SMITTEN WITH PLASTIC

“Canadians are smitten with plastic,” noted The Toronto Star, a Canadian newspaper. The Star referred to the steady rise of credit card transactions in Canada as a “love affair with credit.” “About half of all Canadians don’t clear their credit card debt in time to avoid the high charges,” which range from 20 to 29 percent. Such interest charges cost Canadians about a thousand million dollars a year. “Trouble sets in when people are unrealistic about what they can afford. . . . Some people fall into red ink because they buy compulsively to make themselves feel good,” said the Star.
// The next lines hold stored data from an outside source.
pub mod api;
pub mod classify;
pub mod datetime;
pub mod notice;
pub mod query;
pub mod router;
pub mod sequence;
pub mod task;

pub use api::{
  ApiError,
  BackupFile,
  TaskApi
};
pub use classify::{
  Classification,
  DueAlerts,
  DueLabel,
  DueNotification,
  DueStyle,
  classify
};
pub use datetime::{
  DateFilter,
  DateRange
};
pub use notice::{
  Notice,
  NoticeKind
};
pub use query::{
  FilterState,
  QueryParams,
  SortSelector
};
pub use router::{
  ViewRouter,
  ViewSurface
};
pub use sequence::{
  LoadSequence,
  LoadTicket
};
pub use task::{
  DraftError,
  Priority,
  Status,
  StatusChange,
  Task,
  TaskDraft,
  TaskStats
};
The director of a credit counseling service in Toronto usually recommends that such compulsive buyers “seek help from a psychologist.”

TRANSSEXUALS IN GERMANY

“There are between 30,000 and 50,000 transsexuals in the Federal Republic of Germany, but the true figure is not known and could be much higher,” reported the German newspaper Bremer Nachrichten recently. Transsexuals, those who identify with and wish to become members of the opposite sex, frequently opt for surgery to bring them closer to their goal. The waiting period for such surgery at one German hospital is over a year. Bremer Nachrichten also notes that a “substantial” number of these transsexuals are women who wish to become men. While women face more obvious (and insurmountable) obstacles in surgery, the men also face problems. Their beards often continue to grow in spite of surgery and hormone treatments, calling for years of painful hair removal procedures.

ROAMERS’ RIGHTS

The ancient footpaths that lure people to roam over the rolling fields, stone walls, and moors of the English countryside are the focus of an escalating battle between walkers and landowners. Viewed as a common privilege for centuries, traversing private lands on footpaths became an embattled right in England back in the 1930’s when farmers obstructed the pathways crossing their land. Ramblers grouped and protested en masse, and formal laws were passed to protect their right to roam. But the battle continues. Today, the government estimates that two thirds of England’s 108,000 miles [174,000 km] of footpath are obstructed by such obstacles as barbed wire and crops. The Ramblers’ Association employs ‘footpath secretaries’ to expose such infractions. Farmers, for their part, complain that ramblers invade their privacy, upset livestock, and damage crops.